Issei sendiri tak mempermasalahkan hal itu, namun sikap Asia yang makin hari semakin menempel kearahnya itu membuat Issei harus menahan diri dari memukul kepala Asia karena sikapnya yang terlalu tak peduli tentang batasan antar lawan gender.

Raynare juga sesekali memberikannya laporan tentang apa yang ia temukan di sekitaran para malaikat jatuh, Issei tak lupa mengingatkan ke Raynare tentang apa yang akan terjadi jika sampai rahasianya terbongkar.

Raynare yang sepertinya masih takut dengan Issei hanya menjawab seperti biasanya dan kembali pergi mengintai para malaikat jatuh.

Namun hari ini berbeda dengan hari sebelumnya.

Malam itu di kamar Issei Hyoudo, Raynare muncul dari balik lingkaran sihir yang terbentuk di kamarnya, dan mulai memberikan laporan rutin kepada Issei.

"Itu saja yang saya ingin laporkan, Issei-sama"

'Serius, apa dia ini mengerti apa yang ku katakan padanya untuk berhenti menyebutku begitu?'

Issei memegang dahinya yang terasa sakit karena sikap Raynare yang menurutnya agak sulit untuk ia tebak apa yang dia pikirkan.

"Sudahlah, aku sudah mengerti"

"Baik, kalau begitu..."

"Tunggu sebentar"

"Kyu?"

Raynare mulai menatapnya dengan bingung sambil memiringkan kepalanya sedikit, entah kenapa ekspresi Raynare yang begini membuatnya sedikit memerah.

"Y...yah, ini ambil"

"?"

Raynare yang menerima sebuah kotak berukuran seperti ponsel biasa hanya menatap kearah Issei dengan bingung.

"Dengar, benda itu adalah senjata api. Begini caramu menggunakannya"
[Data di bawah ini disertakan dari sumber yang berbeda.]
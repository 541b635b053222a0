// Port Layer - Interfaces for external dependencies

pub mod id_provider; // For deterministic testing
pub mod notifier;
pub mod queue_store;
pub mod time_provider;
pub mod voice;

// Re-exports
pub use id_provider::{IdProvider, UuidProvider};
pub use notifier::{Notifier, NotifyError};
pub use queue_store::{QueueStore, StoreEntry};
pub use time_provider::{SystemTimeProvider, TimeProvider};
pub use voice::{VoiceCapability, VoiceError};
// Question use cases

use super::{wrong_variant, QueueService};
use crate::domain::{
    AmendOutcome, Amendment, Answer, AnswerOutcome, FollowOutcome, FollowableQuestion, Notice,
    ParticipantId, QuestionAsked, QuestionIndex, QuestionQueue, QueueBody, QueueIdentity,
    QueueRecord, VariantTag,
};
use crate::error::{AppError, Result};
use tracing::{info, warn};

const QUESTION_QUEUE: &str = "a question queue";

fn questions<'a>(
    record: &'a mut QueueRecord,
    operation: &'static str,
) -> Result<&'a mut QuestionQueue> {
    let identity = record.identity();
    match &mut record.body {
        QueueBody::Question(queue) => Ok(queue),
        other => Err(wrong_variant(identity, other.variant_tag(), operation, QUESTION_QUEUE)),
    }
}

impl QueueService {
    pub async fn ask_question(
        &self,
        identity: QueueIdentity,
        asker: ParticipantId,
        text: &str,
    ) -> Result<QuestionAsked> {
        let text = text.trim();
        if text.is_empty() {
            return Err(AppError::Validation("question text cannot be empty".to_string()));
        }

        let handle = self.registry.lookup(identity).await?;
        let mut record = handle.lock().await;
        let (index, position) = questions(&mut record, "ask")?.add(asker, text);

        info!(
            guild = %identity.guild,
            channel = %identity.channel,
            participant = %asker,
            index = %index,
            "Question asked"
        );
        Ok(QuestionAsked { index, position })
    }

    pub async fn follow_question(
        &self,
        identity: QueueIdentity,
        participant: ParticipantId,
        index: QuestionIndex,
    ) -> Result<FollowOutcome> {
        let handle = self.registry.lookup(identity).await?;
        let mut record = handle.lock().await;
        Ok(questions(&mut record, "follow")?.follow(participant, index))
    }

    /// Open questions with an "already following" flag
    pub async fn followable_questions(
        &self,
        identity: QueueIdentity,
        participant: ParticipantId,
    ) -> Result<Vec<FollowableQuestion>> {
        let handle = self.registry.lookup(identity).await?;
        let mut record = handle.lock().await;
        Ok(questions(&mut record, "follow")?.followable(participant))
    }

    /// Answer an open question in text, or live in the answerer's voice
    /// channel when `text` is None. Followers and the channel are notified.
    pub async fn answer_question(
        &self,
        identity: QueueIdentity,
        index: QuestionIndex,
        answerer: ParticipantId,
        text: Option<String>,
    ) -> Result<AnswerOutcome> {
        let handle = self.registry.lookup(identity).await?;
        let mut record = handle.lock().await;
        let ctx = self.context(identity);
        let queue = questions(&mut record, "answer")?;

        if !queue.is_open(index) {
            return Ok(AnswerOutcome::NoSuchQuestion);
        }

        let answer = match text {
            Some(text) => Answer::Text { answerer, text },
            None => match ctx.location_of(answerer).await {
                Some(location) => Answer::Voice { answerer, location },
                None => return Ok(AnswerOutcome::NoDestination),
            },
        };

        let Some(answered) = queue.answer(index, answer).cloned() else {
            return Ok(AnswerOutcome::NoSuchQuestion);
        };

        let notice = Notice::QuestionAnswered {
            channel: identity.channel,
            index,
            question: answered.text.clone(),
            answer: answered.answer.clone(),
        };
        for follower in &answered.followers {
            ctx.notify(*follower, &notice).await;
        }
        if let Err(e) = self.notifier.notify_channel(identity, &notice).await {
            warn!(channel = %identity.channel, error = %e, "Failed to post answer in channel");
        }

        info!(
            guild = %identity.guild,
            channel = %identity.channel,
            index = %index,
            answerer = %answerer,
            followers = answered.followers.len(),
            "Question answered"
        );

        Ok(match answered.answer {
            Answer::Text { .. } => AnswerOutcome::TextAnswered {
                followers: answered.followers,
            },
            Answer::Voice { location, .. } => AnswerOutcome::VoiceAnswered {
                location,
                followers: answered.followers,
            },
        })
    }

    /// Add an addendum to an answered question; it stays answered
    pub async fn amend_answer(
        &self,
        identity: QueueIdentity,
        index: QuestionIndex,
        author: ParticipantId,
        amendment: &str,
    ) -> Result<AmendOutcome> {
        let handle = self.registry.lookup(identity).await?;
        let mut record = handle.lock().await;
        let ctx = self.context(identity);
        let queue = questions(&mut record, "amend")?;

        let Some(amended) = queue
            .amend(
                index,
                Amendment {
                    author,
                    text: amendment.to_string(),
                },
            )
            .cloned()
        else {
            return Ok(AmendOutcome::NoSuchAnsweredQuestion);
        };

        let notice = Notice::AnswerAmended {
            channel: identity.channel,
            index,
            question: amended.text.clone(),
            amendment: amendment.to_string(),
        };
        for follower in &amended.followers {
            ctx.notify(*follower, &notice).await;
        }

        info!(channel = %identity.channel, index = %index, author = %author, "Answer amended");
        Ok(AmendOutcome::Amended {
            followers: amended.followers,
        })
    }
}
Issei langsung menunjukkan pada Raynare bagaimana cara membuat benda berukuran ponsel itu menjadi pistol, benda itu terdapat sebuah mekanisme dimana sebuah tombol jika di tekan maka kau bisa mulai melipat bongkar benda itu menjadi sebuah pistol, mirip seperti teknik origami.

"Benda ini memiliki 7 peluru uranium yang mampu membunuh kaum iblis maupun malaikat jatuh, jadi gunakan ini hanya dalam keadaan genting saja"

"Eh!? K..kenapa a..anda memberikan ini.."

"Hah... kau dengar, aku bukan tipe yang suka membuat seseorang bekerja untukku tanpa sebuah alat pelindung untuk mereka, intinya, sebaiknya kau lebih berhati-hati dan jika datang situasi dimana kau terpojok, gunakan itu"

Ini pertama kalinya ia melihat Issei yang nampak seakan sangat mengkhawatirkan keselamatan dirinya, itu langsung membuatnya terdiam dengan kedua mata terbuka lebar melihat sikap Issei itu.

'...'

"Baik, kalau begitu, saya permisi"

Seperginya Raynare, Issei dibuat mendesah dalam kesal akan hal yang seharusnya tak perlu ia khawatirkan namun justru menjadi sebuah beban pikiran tersendiri untuknya.

Untuk Raynare sendiri, selama seminggu sejak ia menerima tugas ini dari Issei Hyoudo, entah kenapa ia selalu merasakan kalau Issei semakin menunjukkan sikap peduli kepadanya.

Dan hal seperti "Jangan terlalu gegabah"

"Perhatikan sekitarmu, dan jangan sampai kau terpojok jika terbongkar"

dan banyak hal lain yang selalu Issei katakan padanya, membuatnya sedikit aneh.

'Kenapa dia sangat baik untuk makhluk seperti ku?'

Pikirnya sambil menatap kotak yang diberikan Issei itu.

Ia tak berhenti bertanya-tanya apa alasan Issei melakukan itu dan banyak lagi hal yang tak ia ketahui namun akan terjawab dengan sendirinya kenapa Issei sangat mengkhawatirkan keselamatannya.